> _Exercise description_:
From the entries below, copy out every line with "payload" in it.
---
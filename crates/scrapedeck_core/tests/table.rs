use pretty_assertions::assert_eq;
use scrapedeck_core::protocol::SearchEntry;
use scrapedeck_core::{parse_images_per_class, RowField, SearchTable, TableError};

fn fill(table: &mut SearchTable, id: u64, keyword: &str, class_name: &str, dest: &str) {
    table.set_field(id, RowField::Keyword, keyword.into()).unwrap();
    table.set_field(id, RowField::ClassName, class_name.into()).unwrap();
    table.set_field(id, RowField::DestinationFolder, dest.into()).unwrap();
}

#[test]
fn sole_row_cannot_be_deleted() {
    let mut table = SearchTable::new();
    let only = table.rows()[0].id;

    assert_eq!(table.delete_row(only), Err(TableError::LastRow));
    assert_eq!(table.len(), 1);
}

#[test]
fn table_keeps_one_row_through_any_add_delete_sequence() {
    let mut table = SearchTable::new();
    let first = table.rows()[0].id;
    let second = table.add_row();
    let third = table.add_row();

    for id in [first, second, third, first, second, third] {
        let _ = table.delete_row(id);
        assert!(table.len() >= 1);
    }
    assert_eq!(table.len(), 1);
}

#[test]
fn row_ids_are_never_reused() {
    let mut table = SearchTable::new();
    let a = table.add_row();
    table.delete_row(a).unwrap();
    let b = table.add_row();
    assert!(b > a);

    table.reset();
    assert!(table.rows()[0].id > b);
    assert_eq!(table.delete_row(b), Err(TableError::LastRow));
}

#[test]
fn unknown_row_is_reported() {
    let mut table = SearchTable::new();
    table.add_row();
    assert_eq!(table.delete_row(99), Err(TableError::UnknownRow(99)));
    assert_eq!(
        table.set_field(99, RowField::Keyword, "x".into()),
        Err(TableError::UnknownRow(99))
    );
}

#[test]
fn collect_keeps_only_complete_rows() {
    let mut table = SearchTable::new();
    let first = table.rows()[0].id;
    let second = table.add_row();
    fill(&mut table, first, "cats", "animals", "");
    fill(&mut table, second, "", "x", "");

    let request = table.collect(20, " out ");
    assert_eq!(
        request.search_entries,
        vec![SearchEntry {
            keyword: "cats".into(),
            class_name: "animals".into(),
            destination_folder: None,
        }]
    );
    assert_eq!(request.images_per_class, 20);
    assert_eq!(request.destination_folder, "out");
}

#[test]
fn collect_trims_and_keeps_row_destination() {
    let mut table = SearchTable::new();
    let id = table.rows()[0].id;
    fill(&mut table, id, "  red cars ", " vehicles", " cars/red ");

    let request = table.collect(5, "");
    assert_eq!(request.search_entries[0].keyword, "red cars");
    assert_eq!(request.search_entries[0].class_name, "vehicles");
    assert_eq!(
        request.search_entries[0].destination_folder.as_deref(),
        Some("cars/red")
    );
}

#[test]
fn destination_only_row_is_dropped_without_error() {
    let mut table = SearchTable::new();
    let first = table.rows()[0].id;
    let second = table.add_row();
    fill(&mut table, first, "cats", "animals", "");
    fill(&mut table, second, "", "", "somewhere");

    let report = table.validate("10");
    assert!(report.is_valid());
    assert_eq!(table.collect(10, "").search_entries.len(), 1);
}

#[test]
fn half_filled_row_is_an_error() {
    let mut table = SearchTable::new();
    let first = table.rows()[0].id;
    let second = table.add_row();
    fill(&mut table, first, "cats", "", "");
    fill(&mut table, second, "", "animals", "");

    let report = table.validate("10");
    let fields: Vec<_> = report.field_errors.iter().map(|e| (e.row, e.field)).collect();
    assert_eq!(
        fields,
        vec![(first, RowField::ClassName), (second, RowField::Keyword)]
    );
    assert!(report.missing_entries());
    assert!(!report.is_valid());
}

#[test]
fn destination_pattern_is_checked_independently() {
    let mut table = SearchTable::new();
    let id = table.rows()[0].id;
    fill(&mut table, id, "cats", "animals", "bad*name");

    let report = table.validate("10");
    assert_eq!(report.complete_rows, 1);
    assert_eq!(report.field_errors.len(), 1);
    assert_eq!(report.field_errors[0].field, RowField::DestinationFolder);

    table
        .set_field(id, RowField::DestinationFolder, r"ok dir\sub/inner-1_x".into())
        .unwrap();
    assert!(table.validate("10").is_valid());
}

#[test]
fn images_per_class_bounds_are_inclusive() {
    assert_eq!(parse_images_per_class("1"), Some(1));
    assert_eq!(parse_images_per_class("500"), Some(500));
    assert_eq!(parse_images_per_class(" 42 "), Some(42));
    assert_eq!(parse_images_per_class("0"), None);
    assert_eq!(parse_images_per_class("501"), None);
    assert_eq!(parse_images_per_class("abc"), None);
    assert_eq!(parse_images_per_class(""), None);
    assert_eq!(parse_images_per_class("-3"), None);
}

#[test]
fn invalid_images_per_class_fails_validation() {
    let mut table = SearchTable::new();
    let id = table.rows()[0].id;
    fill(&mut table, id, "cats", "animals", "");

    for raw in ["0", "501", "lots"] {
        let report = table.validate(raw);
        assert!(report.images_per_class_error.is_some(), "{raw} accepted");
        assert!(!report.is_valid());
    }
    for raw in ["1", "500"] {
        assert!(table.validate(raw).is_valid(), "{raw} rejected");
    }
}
---
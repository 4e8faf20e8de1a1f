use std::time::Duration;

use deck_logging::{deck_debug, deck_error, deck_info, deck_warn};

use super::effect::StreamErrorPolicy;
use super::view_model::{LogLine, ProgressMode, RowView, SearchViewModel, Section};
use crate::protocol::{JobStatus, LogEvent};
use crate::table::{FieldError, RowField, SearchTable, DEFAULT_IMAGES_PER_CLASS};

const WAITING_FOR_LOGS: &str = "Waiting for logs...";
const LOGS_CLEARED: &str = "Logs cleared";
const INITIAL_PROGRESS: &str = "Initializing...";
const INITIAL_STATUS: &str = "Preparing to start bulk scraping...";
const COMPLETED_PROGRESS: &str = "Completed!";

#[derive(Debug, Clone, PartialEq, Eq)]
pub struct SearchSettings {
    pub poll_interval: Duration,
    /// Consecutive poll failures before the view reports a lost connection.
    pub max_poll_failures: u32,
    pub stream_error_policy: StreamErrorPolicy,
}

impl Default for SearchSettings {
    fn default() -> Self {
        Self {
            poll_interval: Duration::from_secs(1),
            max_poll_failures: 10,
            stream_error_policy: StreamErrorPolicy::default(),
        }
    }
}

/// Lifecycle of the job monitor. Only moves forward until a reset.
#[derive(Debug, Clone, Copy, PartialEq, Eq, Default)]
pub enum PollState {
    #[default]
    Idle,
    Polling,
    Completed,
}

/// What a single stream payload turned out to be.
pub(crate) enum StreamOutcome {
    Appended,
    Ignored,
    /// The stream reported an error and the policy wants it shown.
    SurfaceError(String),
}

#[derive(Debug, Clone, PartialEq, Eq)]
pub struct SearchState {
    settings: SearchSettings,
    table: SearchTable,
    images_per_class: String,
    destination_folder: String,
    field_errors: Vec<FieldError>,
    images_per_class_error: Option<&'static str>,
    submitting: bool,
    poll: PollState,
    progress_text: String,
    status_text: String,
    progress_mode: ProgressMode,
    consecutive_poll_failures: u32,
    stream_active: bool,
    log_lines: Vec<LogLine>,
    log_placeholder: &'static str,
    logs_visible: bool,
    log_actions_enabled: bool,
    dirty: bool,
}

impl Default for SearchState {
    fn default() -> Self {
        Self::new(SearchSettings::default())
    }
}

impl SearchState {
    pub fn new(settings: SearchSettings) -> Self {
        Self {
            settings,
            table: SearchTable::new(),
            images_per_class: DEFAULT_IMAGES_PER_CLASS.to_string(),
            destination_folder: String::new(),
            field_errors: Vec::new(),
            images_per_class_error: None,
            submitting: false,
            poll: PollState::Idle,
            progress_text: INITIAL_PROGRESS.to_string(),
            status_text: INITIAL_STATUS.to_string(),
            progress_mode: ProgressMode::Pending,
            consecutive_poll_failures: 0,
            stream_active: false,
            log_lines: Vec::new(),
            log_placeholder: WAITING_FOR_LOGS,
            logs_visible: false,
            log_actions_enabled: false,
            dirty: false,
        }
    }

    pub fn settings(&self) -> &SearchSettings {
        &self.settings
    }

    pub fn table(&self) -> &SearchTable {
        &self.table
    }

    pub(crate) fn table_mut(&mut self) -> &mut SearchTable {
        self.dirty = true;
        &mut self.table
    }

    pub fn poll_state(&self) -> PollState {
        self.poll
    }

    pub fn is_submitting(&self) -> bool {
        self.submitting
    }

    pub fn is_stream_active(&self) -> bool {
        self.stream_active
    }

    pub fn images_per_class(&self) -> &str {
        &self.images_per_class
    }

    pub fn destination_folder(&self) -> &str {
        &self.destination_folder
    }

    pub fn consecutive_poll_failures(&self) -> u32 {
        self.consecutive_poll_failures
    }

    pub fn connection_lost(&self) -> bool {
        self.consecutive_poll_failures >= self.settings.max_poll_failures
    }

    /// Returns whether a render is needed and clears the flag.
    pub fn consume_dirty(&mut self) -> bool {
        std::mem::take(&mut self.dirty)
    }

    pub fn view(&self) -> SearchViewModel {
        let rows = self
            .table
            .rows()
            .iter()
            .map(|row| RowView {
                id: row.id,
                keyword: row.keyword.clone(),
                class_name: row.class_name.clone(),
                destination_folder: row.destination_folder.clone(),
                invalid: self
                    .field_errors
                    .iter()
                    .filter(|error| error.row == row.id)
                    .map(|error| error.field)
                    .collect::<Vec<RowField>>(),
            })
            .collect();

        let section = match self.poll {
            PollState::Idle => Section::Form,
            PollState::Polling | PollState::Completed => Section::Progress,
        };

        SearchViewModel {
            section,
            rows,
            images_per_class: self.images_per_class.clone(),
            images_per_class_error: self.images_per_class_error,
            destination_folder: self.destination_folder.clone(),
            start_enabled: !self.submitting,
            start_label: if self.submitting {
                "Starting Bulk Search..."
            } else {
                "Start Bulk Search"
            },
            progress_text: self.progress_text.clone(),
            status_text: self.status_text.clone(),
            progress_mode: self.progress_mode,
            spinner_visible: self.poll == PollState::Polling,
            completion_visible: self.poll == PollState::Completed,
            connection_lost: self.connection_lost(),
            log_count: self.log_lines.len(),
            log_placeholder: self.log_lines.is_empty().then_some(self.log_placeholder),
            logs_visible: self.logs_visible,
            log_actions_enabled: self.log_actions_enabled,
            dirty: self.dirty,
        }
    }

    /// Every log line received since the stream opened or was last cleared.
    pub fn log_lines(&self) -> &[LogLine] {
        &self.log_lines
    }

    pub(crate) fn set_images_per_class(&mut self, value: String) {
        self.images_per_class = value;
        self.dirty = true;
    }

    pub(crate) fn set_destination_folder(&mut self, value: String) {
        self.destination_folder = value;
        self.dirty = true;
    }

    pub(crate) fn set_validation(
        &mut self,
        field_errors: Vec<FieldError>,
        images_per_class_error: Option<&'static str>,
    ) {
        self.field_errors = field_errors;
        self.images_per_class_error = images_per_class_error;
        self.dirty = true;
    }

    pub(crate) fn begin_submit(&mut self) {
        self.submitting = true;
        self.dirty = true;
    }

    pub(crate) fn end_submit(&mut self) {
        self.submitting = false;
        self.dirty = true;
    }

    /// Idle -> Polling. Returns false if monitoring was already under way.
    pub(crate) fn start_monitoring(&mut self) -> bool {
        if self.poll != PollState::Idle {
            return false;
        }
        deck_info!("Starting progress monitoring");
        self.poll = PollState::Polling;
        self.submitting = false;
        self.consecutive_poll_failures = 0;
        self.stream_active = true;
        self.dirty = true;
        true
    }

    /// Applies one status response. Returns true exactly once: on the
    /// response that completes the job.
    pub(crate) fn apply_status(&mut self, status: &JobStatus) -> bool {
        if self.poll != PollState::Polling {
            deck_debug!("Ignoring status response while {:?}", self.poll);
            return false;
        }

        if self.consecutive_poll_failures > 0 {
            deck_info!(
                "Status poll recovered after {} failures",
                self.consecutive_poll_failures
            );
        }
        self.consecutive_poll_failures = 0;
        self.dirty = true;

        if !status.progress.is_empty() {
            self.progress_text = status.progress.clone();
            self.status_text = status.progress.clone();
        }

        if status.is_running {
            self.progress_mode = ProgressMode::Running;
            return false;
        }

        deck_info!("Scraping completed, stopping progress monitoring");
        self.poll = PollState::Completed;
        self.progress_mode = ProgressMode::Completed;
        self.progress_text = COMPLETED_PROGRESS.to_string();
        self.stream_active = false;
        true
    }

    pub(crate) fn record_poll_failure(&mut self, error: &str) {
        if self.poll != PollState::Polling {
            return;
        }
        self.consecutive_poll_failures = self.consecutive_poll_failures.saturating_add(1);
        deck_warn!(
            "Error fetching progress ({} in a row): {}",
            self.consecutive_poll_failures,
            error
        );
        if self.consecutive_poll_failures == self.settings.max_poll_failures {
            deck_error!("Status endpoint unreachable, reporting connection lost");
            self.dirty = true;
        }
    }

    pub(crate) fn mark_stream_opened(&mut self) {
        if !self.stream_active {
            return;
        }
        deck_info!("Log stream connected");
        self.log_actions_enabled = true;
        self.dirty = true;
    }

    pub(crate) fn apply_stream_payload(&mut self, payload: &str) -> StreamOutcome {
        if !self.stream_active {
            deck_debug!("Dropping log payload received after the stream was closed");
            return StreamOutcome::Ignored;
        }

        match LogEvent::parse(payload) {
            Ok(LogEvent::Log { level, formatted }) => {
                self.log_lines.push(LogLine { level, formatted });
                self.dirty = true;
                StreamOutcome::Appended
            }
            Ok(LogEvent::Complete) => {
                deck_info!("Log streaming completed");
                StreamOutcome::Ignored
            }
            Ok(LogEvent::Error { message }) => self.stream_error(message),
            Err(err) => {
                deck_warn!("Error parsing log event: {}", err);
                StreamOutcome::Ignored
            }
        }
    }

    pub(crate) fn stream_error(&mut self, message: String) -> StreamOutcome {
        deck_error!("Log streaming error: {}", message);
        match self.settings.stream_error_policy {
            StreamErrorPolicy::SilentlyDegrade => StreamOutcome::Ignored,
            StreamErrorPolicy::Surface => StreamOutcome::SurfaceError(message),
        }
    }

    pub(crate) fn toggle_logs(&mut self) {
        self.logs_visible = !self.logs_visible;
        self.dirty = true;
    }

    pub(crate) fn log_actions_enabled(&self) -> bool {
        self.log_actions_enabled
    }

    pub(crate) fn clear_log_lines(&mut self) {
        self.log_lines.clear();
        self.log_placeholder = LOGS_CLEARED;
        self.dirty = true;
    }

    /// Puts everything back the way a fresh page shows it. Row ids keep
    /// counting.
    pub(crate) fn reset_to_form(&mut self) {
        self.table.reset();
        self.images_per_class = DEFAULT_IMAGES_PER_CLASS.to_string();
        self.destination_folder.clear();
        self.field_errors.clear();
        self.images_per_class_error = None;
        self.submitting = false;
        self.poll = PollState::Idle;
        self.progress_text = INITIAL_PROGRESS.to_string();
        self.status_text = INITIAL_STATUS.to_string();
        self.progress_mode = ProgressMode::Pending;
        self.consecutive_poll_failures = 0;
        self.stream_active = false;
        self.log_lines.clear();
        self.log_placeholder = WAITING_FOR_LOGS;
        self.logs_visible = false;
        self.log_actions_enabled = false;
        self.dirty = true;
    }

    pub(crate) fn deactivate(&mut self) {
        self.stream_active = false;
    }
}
---
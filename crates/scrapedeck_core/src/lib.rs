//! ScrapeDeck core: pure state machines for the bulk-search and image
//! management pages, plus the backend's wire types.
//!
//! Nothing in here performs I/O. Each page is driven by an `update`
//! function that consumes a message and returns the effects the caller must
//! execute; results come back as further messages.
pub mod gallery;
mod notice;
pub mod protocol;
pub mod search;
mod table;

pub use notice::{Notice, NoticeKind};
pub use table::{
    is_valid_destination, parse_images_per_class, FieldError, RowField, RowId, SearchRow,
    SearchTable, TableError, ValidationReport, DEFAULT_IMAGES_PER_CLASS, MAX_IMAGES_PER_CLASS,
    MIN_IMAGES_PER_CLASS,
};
---
> _Written response_:
/// What a single stream payload turned out to be.
    pub(crate) fn apply_stream_payload(&mut self, payload: &str) -> StreamOutcome {
            deck_debug!("Dropping log payload received after the stream was closed");
        match LogEvent::parse(payload) {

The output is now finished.